=== Task inputs ===

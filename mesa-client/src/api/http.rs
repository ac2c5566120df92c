//! HTTP implementations of the API traits

use std::sync::Arc;

use async_trait::async_trait;
use shared::client::{ListEnvelope, LoginRequest, LoginResponse};
use shared::models::{
    CallRequest, CallRequestCreate, DiningTable, DiningTableUpdate, Order, OrderCreate,
    OrderStatus, OrderStatusUpdate,
};

use super::{AuthApi, CallFilter, CallRequestsApi, OrderFilter, OrdersApi, TablesApi};
use crate::error::ClientResult;
use crate::http::HttpClient;

/// Order endpoints over HTTP
#[derive(Debug)]
pub struct HttpOrdersApi {
    http: Arc<HttpClient>,
}

impl HttpOrdersApi {
    pub fn new(http: Arc<HttpClient>) -> Self {
        Self { http }
    }
}

#[async_trait]
impl OrdersApi for HttpOrdersApi {
    async fn list(&self, filter: &OrderFilter) -> ClientResult<Vec<Order>> {
        let envelope: ListEnvelope<Order> =
            self.http.get(&format!("orders{}", filter.query())).await?;
        Ok(envelope.data)
    }

    async fn get(&self, order_id: &str) -> ClientResult<Order> {
        self.http.get(&format!("orders/{}", order_id)).await
    }

    async fn create(&self, payload: &OrderCreate) -> ClientResult<Order> {
        self.http.post("orders", payload).await
    }

    async fn update_status(&self, order_id: &str, status: OrderStatus) -> ClientResult<Order> {
        self.http
            .put(
                &format!("orders/{}/status", order_id),
                &OrderStatusUpdate { status },
            )
            .await
    }

    async fn claim(&self, order_id: &str) -> ClientResult<Order> {
        self.http
            .post_empty(&format!("orders/{}/claim", order_id))
            .await
    }

    async fn release(&self, order_id: &str) -> ClientResult<Order> {
        self.http
            .post_empty(&format!("orders/{}/release", order_id))
            .await
    }
}

/// Call request endpoints over HTTP
#[derive(Debug)]
pub struct HttpCallRequestsApi {
    http: Arc<HttpClient>,
}

impl HttpCallRequestsApi {
    pub fn new(http: Arc<HttpClient>) -> Self {
        Self { http }
    }
}

#[async_trait]
impl CallRequestsApi for HttpCallRequestsApi {
    async fn list(&self, filter: &CallFilter) -> ClientResult<Vec<CallRequest>> {
        let envelope: ListEnvelope<CallRequest> = self
            .http
            .get(&format!("call-requests{}", filter.query()))
            .await?;
        Ok(envelope.data)
    }

    async fn create(&self, payload: &CallRequestCreate) -> ClientResult<CallRequest> {
        self.http.post("call-requests", payload).await
    }

    async fn claim(&self, call_id: &str) -> ClientResult<CallRequest> {
        self.http
            .post_empty(&format!("call-requests/{}/claim", call_id))
            .await
    }

    async fn release(&self, call_id: &str) -> ClientResult<CallRequest> {
        self.http
            .post_empty(&format!("call-requests/{}/release", call_id))
            .await
    }

    async fn complete(&self, call_id: &str) -> ClientResult<CallRequest> {
        self.http
            .put_empty(&format!("call-requests/{}/complete", call_id))
            .await
    }
}

/// Table endpoints over HTTP
#[derive(Debug)]
pub struct HttpTablesApi {
    http: Arc<HttpClient>,
}

impl HttpTablesApi {
    pub fn new(http: Arc<HttpClient>) -> Self {
        Self { http }
    }
}

#[async_trait]
impl TablesApi for HttpTablesApi {
    async fn list(&self) -> ClientResult<Vec<DiningTable>> {
        let envelope: ListEnvelope<DiningTable> = self.http.get("tables").await?;
        Ok(envelope.data)
    }

    async fn update(
        &self,
        table_id: &str,
        update: &DiningTableUpdate,
    ) -> ClientResult<DiningTable> {
        self.http.put(&format!("tables/{}", table_id), update).await
    }
}

/// Auth endpoints over HTTP
#[derive(Debug)]
pub struct HttpAuthApi {
    http: Arc<HttpClient>,
}

impl HttpAuthApi {
    pub fn new(http: Arc<HttpClient>) -> Self {
        Self { http }
    }
}

#[async_trait]
impl AuthApi for HttpAuthApi {
    async fn login(&self, request: &LoginRequest) -> ClientResult<LoginResponse> {
        self.http.post("auth/login", request).await
    }

    async fn logout(&self) -> ClientResult<()> {
        self.http.post_no_content("auth/logout").await
    }
}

===

- Task statement -
Only the lines above that hold "HttpAuthApi" are wanted. Show every one of them.

- Answer box -
pub struct HttpAuthApi {
impl HttpAuthApi {
impl AuthApi for HttpAuthApi {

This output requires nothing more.